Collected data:
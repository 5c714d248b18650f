//! Request-level error kinds
//!
//! Only global preconditions are terminal. Malformed per-contract data is
//! defaulted inside the normalizer and never surfaces here.

use thiserror::Error;

#[derive(Error, Debug)]
pub enum GexError {
    /// No symbol, or no usable spot price
    #[error("Missing input: {0}")]
    MissingInput(String),

    /// Market data provider call failed
    #[error("Upstream failure: {0}")]
    UpstreamFailure(String),

    /// Chain normalized to zero strikes
    #[error("No GEX profile for {0}: option chain has no strikes")]
    EmptyResult(String),

    /// Key-value store failure while reading history
    #[error("Store error: {0}")]
    Store(String),
}

impl GexError {
    /// Whether the failure came from the caller's input rather than a collaborator
    pub fn is_input_error(&self) -> bool {
        matches!(self, GexError::MissingInput(_))
    }
}

pub type GexResult<T> = Result<T, GexError>;
//! In-Memory Store
//!
//! Process-local TTL key-value store. Expired entries are invisible to
//! reads and swept when the store reaches capacity; if it is still full
//! after the sweep, the oldest entry is evicted.

use async_trait::async_trait;
use std::collections::HashMap;
use std::time::{Duration, Instant};
use tokio::sync::RwLock;

use crate::ports::{KeyValueStore, StoreError};

/// Stored value with TTL tracking
#[derive(Debug, Clone)]
pub struct StoreEntry {
    pub value: String,
    pub inserted_at: Instant,
    pub ttl: Duration,
}

impl StoreEntry {
    pub fn new(value: String, ttl: Duration) -> Self {
        Self {
            value,
            inserted_at: Instant::now(),
            ttl,
        }
    }

    /// Check if entry is still valid
    pub fn is_valid(&self) -> bool {
        self.inserted_at.elapsed() < self.ttl
    }
}

#[derive(Debug)]
pub struct MemoryStore {
    entries: RwLock<HashMap<String, StoreEntry>>,
    max_entries: usize,
}

impl MemoryStore {
    /// Default max entries before cleanup
    pub const DEFAULT_MAX_ENTRIES: usize = 10_000;

    pub fn new() -> Self {
        Self::with_capacity(Self::DEFAULT_MAX_ENTRIES)
    }

    pub fn with_capacity(max_entries: usize) -> Self {
        Self {
            entries: RwLock::new(HashMap::new()),
            max_entries: max_entries.max(1),
        }
    }

    /// Remove expired entries
    pub async fn cleanup(&self) {
        self.entries.write().await.retain(|_, entry| entry.is_valid());
    }

    /// Number of entries (including expired)
    pub async fn len(&self) -> usize {
        self.entries.read().await.len()
    }

    pub async fn is_empty(&self) -> bool {
        self.entries.read().await.is_empty()
    }
}

impl Default for MemoryStore {
    fn default() -> Self {
        Self::new()
    }
}

#[async_trait]
impl KeyValueStore for MemoryStore {
    async fn get(&self, key: &str) -> Result<Option<String>, StoreError> {
        Ok(self
            .entries
            .read()
            .await
            .get(key)
            .filter(|entry| entry.is_valid())
            .map(|entry| entry.value.clone()))
    }

    async fn put(&self, key: &str, value: String, ttl_seconds: u64) -> Result<(), StoreError> {
        let mut entries = self.entries.write().await;

        if !entries.contains_key(key) && entries.len() >= self.max_entries {
            entries.retain(|_, entry| entry.is_valid());

            if entries.len() >= self.max_entries {
                let oldest = entries
                    .iter()
                    .min_by_key(|(_, entry)| entry.inserted_at)
                    .map(|(k, _)| k.clone());
                if let Some(oldest) = oldest {
                    tracing::debug!("Memory store full; evicting {}", oldest);
                    entries.remove(&oldest);
                }
            }
        }

        entries.insert(
            key.to_string(),
            StoreEntry::new(value, Duration::from_secs(ttl_seconds)),
        );
        Ok(())
    }
}
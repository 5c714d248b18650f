//! Quote response wire types
//!
//! `/quotes?symbols=SPY` returns a map keyed by symbol:
//! `{"SPY": {"symbol": "SPY", "quote": {"lastPrice": .., "mark": .., "closePrice": ..}}}`

use serde::Deserialize;
use std::collections::HashMap;

use crate::ports::{MarketDataError, Quote};

#[derive(Debug, Deserialize)]
struct QuoteEnvelope {
    #[serde(default)]
    quote: Option<QuoteFields>,
}

#[derive(Debug, Deserialize)]
#[serde(rename_all = "camelCase")]
struct QuoteFields {
    #[serde(default)]
    last_price: Option<f64>,
    #[serde(default)]
    mark: Option<f64>,
    #[serde(default)]
    close_price: Option<f64>,
}

/// Extract the quote for `symbol` from a `/quotes` response body
pub fn parse_quote(symbol: &str, body: &str) -> Result<Quote, MarketDataError> {
    let envelopes: HashMap<String, QuoteEnvelope> = serde_json::from_str(body)
        .map_err(|e| MarketDataError::ParseError(format!("quote response: {}", e)))?;

    let fields = envelopes
        .into_iter()
        .find(|(key, _)| key.eq_ignore_ascii_case(symbol))
        .and_then(|(_, envelope)| envelope.quote)
        .ok_or_else(|| MarketDataError::NotFound(symbol.to_string()))?;

    Ok(Quote {
        symbol: symbol.to_string(),
        last_price: fields.last_price,
        mark: fields.mark,
        close_price: fields.close_price,
    })
}

#[cfg(test)]
mod tests {
    use super::*;

    #[test]
    fn test_parse_quote() {
        let body = r#"{"SPY": {"symbol": "SPY", "quote": {"lastPrice": 451.2, "mark": 451.1, "closePrice": 449.0, "bidPrice": 451.0}}}"#;
        let quote = parse_quote("SPY", body).unwrap();
        assert_eq!(quote.last_price, Some(451.2));
        assert_eq!(quote.spot(), Some(451.2));
    }

    #[test]
    fn test_parse_quote_partial_fields() {
        let body = r#"{"$SPX": {"quote": {"closePrice": 5000.5}}}"#;
        let quote = parse_quote("$spx", body).unwrap();
        assert_eq!(quote.last_price, None);
        assert_eq!(quote.spot(), Some(5000.5));
    }

    #[test]
    fn test_parse_quote_missing_symbol() {
        let err = parse_quote("QQQ", r#"{"SPY": {"quote": {}}}"#).unwrap_err();
        assert!(matches!(err, MarketDataError::NotFound(_)));

        let err = parse_quote("QQQ", "not json").unwrap_err();
        assert!(matches!(err, MarketDataError::ParseError(_)));
    }
}
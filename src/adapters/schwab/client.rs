//! Schwab Market Data Client
//!
//! HTTP client for the Schwab market data API (`/quotes`, `/chains`).
//! Bearer token acquisition and refresh happen elsewhere; this client is
//! handed a ready access token. Rate limits and server errors are retried
//! here so the engine never has to.

use std::time::Duration;
use async_trait::async_trait;
use reqwest::{Client, RequestBuilder, StatusCode};

use crate::ports::{MarketDataError, MarketDataPort, Quote, RawOptionChain};
use super::quote::parse_quote;

/// Schwab client configuration
#[derive(Debug, Clone)]
pub struct SchwabConfig {
    /// Base URL for the market data API
    pub api_base_url: String,
    /// OAuth bearer token
    pub access_token: Option<String>,
    /// Request timeout
    pub timeout: Duration,
    /// Number of attempts per request
    pub max_retries: u32,
    /// Strikes requested around the money (`None` = full chain)
    pub strike_count: Option<u32>,
}

impl Default for SchwabConfig {
    fn default() -> Self {
        Self {
            api_base_url: "https://api.schwabapi.com/marketdata/v1".to_string(),
            access_token: None,
            timeout: Duration::from_secs(30),
            max_retries: 3,
            strike_count: None,
        }
    }
}

/// Schwab market data client
#[derive(Debug, Clone)]
pub struct SchwabClient {
    config: SchwabConfig,
    http: Client,
}

impl SchwabClient {
    /// Create a new client with default configuration
    pub fn new() -> Result<Self, MarketDataError> {
        Self::with_config(SchwabConfig::default())
    }

    /// Create a new client with custom configuration
    pub fn with_config(config: SchwabConfig) -> Result<Self, MarketDataError> {
        let http = Client::builder()
            .timeout(config.timeout)
            .build()
            .map_err(|e| MarketDataError::Http(format!("Failed to create HTTP client: {}", e)))?;

        Ok(Self { config, http })
    }

    /// Get the configured API base URL
    pub fn api_base_url(&self) -> &str {
        &self.config.api_base_url
    }

    fn authorized(&self, req: RequestBuilder) -> RequestBuilder {
        match self.config.access_token {
            Some(ref token) => req.bearer_auth(token),
            None => req,
        }
    }

    fn quote_request(&self, symbol: &str) -> RequestBuilder {
        let url = format!("{}/quotes", self.config.api_base_url);
        self.authorized(self.http.get(&url).query(&[("symbols", symbol), ("fields", "quote")]))
    }

    fn chain_request(&self, symbol: &str) -> RequestBuilder {
        let url = format!("{}/chains", self.config.api_base_url);
        let mut req = self.http.get(&url).query(&[
            ("symbol", symbol),
            ("contractType", "ALL"),
            ("includeUnderlyingQuote", "false"),
        ]);
        if let Some(count) = self.config.strike_count {
            req = req.query(&[("strikeCount", count.to_string())]);
        }
        self.authorized(req)
    }

    /// Send with retry on transport errors, 429 and 5xx; returns the body of a 2xx response
    async fn send_with_retry(&self, req: RequestBuilder) -> Result<String, MarketDataError> {
        let attempts = self.config.max_retries.max(1);
        let mut last_error = None;

        for attempt in 0..attempts {
            let request = req
                .try_clone()
                .ok_or_else(|| MarketDataError::Http("Failed to clone request".into()))?;
            let last_attempt = attempt + 1 == attempts;

            let backoff = match request.send().await {
                Ok(response) => {
                    let status = response.status();

                    if status.is_success() {
                        return response
                            .text()
                            .await
                            .map_err(|e| MarketDataError::Http(e.to_string()));
                    }

                    // Exponential backoff on rate limiting
                    if status == StatusCode::TOO_MANY_REQUESTS {
                        last_error = Some(MarketDataError::RateLimited(attempt + 1));
                        let backoff = Duration::from_secs(2u64.pow(attempt + 1)); // 2s, 4s, 8s
                        if !last_attempt {
                            tracing::warn!(
                                "Rate limited (429), backing off for {:?} (attempt {}/{})",
                                backoff, attempt + 1, attempts
                            );
                        }
                        backoff
                    } else {
                        let body = response.text().await.unwrap_or_default();
                        let error = MarketDataError::Status { status: status.as_u16(), body };

                        if !status.is_server_error() {
                            return Err(error);
                        }
                        last_error = Some(error);
                        Duration::from_millis(500 * (attempt as u64 + 1))
                    }
                }
                Err(e) => {
                    last_error = Some(MarketDataError::Http(e.to_string()));
                    Duration::from_millis(500 * (attempt as u64 + 1))
                }
            };

            if !last_attempt {
                tokio::time::sleep(backoff).await;
            }
        }

        Err(last_error.unwrap_or_else(|| MarketDataError::Http("Max retries exceeded".into())))
    }
}

#[async_trait]
impl MarketDataPort for SchwabClient {
    async fn get_quote(&self, symbol: &str) -> Result<Quote, MarketDataError> {
        let body = self.send_with_retry(self.quote_request(symbol)).await?;
        parse_quote(symbol, &body)
    }

    async fn get_option_chain(&self, symbol: &str) -> Result<RawOptionChain, MarketDataError> {
        let body = self.send_with_retry(self.chain_request(symbol)).await?;
        let chain: RawOptionChain = serde_json::from_str(&body)
            .map_err(|e| MarketDataError::ParseError(format!("chain response: {}", e)))?;

        if chain.status.as_deref() == Some("FAILED") {
            return Err(MarketDataError::NotFound(symbol.to_string()));
        }
        Ok(chain)
    }
}
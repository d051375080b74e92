//! The engine's four components, built bottom-up: the ledger records
//! applied-but-unconfirmed changes, the queue makes network-bound work
//! durable, the scheduler moves it to the server, and the tab coordinator
//! keeps sibling tabs convergent. `5-engine.rs` wires them together.

#[path = "1-ledger.rs"]
mod ledger;
#[path = "2-queue.rs"]
mod queue;
#[path = "3-scheduler.rs"]
mod scheduler;
#[path = "4-tabs.rs"]
mod tabs;
#[path = "5-engine.rs"]
mod facade;

pub use facade::SyncEngine;
pub use ledger::{
    Conflict, ConflictKind, ConfirmedUpdate, FailedUpdate, LedgerStatus, OptimisticLedger,
    OptimisticUpdate, ResolutionStrategy, UpdateKind,
};
pub use queue::{OfflineQueue, OperationStats, OperationStatus, QueuedOperation};
pub use scheduler::{
    OutcomeKey, Priority, RemoteApi, SyncOutcome, SyncRequest, SyncScheduler,
};
pub use tabs::{CrossTabInfo, MessageKind, TabCoordinator, TabLifecycle, TabMessage, TabState};
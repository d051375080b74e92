use serde::{Deserialize, Serialize};

/// Errors surfaced synchronously at engine call sites.
#[derive(Debug, thiserror::Error)]
pub enum EngineError {
    /// Too many unconfirmed optimistic updates. Callers should back off
    /// rather than keep piling work onto an unreachable server.
    #[error("too many pending optimistic updates (limit {limit})")]
    CapacityExceeded { limit: usize },

    /// The component was destroyed and then used again. Explicit rather than
    /// a silent no-op so use-after-destroy bugs surface early.
    #[error("{component} has been destroyed")]
    Destroyed { component: &'static str },
}

/// A classified failure from the remote mutation API.
///
/// `retryable` is the one bit the rest of the engine cares about:
/// network/timeout failures are retryable, validation-style rejections are
/// not. Serializable because it rides along in rollback broadcasts.
#[derive(Debug, Clone, Serialize, Deserialize, thiserror::Error)]
#[error("{message}")]
pub struct SyncError {
    pub message: String,
    pub retryable: bool,
    /// HTTP-ish status, when the remote got far enough to produce one.
    pub status: Option<u16>,
}

impl SyncError {
    /// A transport-level failure: the request may never have reached the
    /// server, so trying again is sound.
    pub fn network(message: impl Into<String>) -> Self {
        Self {
            message: message.into(),
            retryable: true,
            status: None,
        }
    }

    /// The server understood the request and said no. Retrying the same
    /// payload would produce the same answer.
    pub fn rejected(status: u16, message: impl Into<String>) -> Self {
        Self {
            message: message.into(),
            retryable: false,
            status: Some(status),
        }
    }

    pub fn timeout() -> Self {
        Self {
            message: "request timed out".to_string(),
            retryable: true,
            status: None,
        }
    }

    /// Strip retryability, keeping the message. Used when a retry budget is
    /// exhausted and the failure becomes terminal.
    pub(crate) fn into_terminal(mut self, attempts: u32) -> Self {
        self.message = format!("{} (after {attempts} attempts)", self.message);
        self.retryable = false;
        self
    }
}

/// Failures from the injected platform capabilities. Callers inside the
/// engine absorb these at the point of use and degrade to in-memory
/// operation; they never escalate out of a business-level method.
#[derive(Debug, thiserror::Error)]
pub enum PlatformError {
    #[error("storage unavailable: {0}")]
    StorageUnavailable(String),

    #[error("broadcast transport unavailable: {0}")]
    TransportUnavailable(String),
}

Directions for this task
Would you copy out exactly the lines above that start at the one containing "let mut last_error = None;" and end at the one containing "if status == StatusCode::TOO_MANY_REQUESTS", inclusive?

Solution to this problem
        let mut last_error = None;

        for attempt in 0..attempts {
            let request = req
                .try_clone()
                .ok_or_else(|| MarketDataError::Http("Failed to clone request".into()))?;
            let last_attempt = attempt + 1 == attempts;

            let backoff = match request.send().await {
                Ok(response) => {
                    let status = response.status();

                    if status.is_success() {
                        return response
                            .text()
                            .await
                            .map_err(|e| MarketDataError::Http(e.to_string()));
                    }

                    // Exponential backoff on rate limiting
                    if status == StatusCode::TOO_MANY_REQUESTS {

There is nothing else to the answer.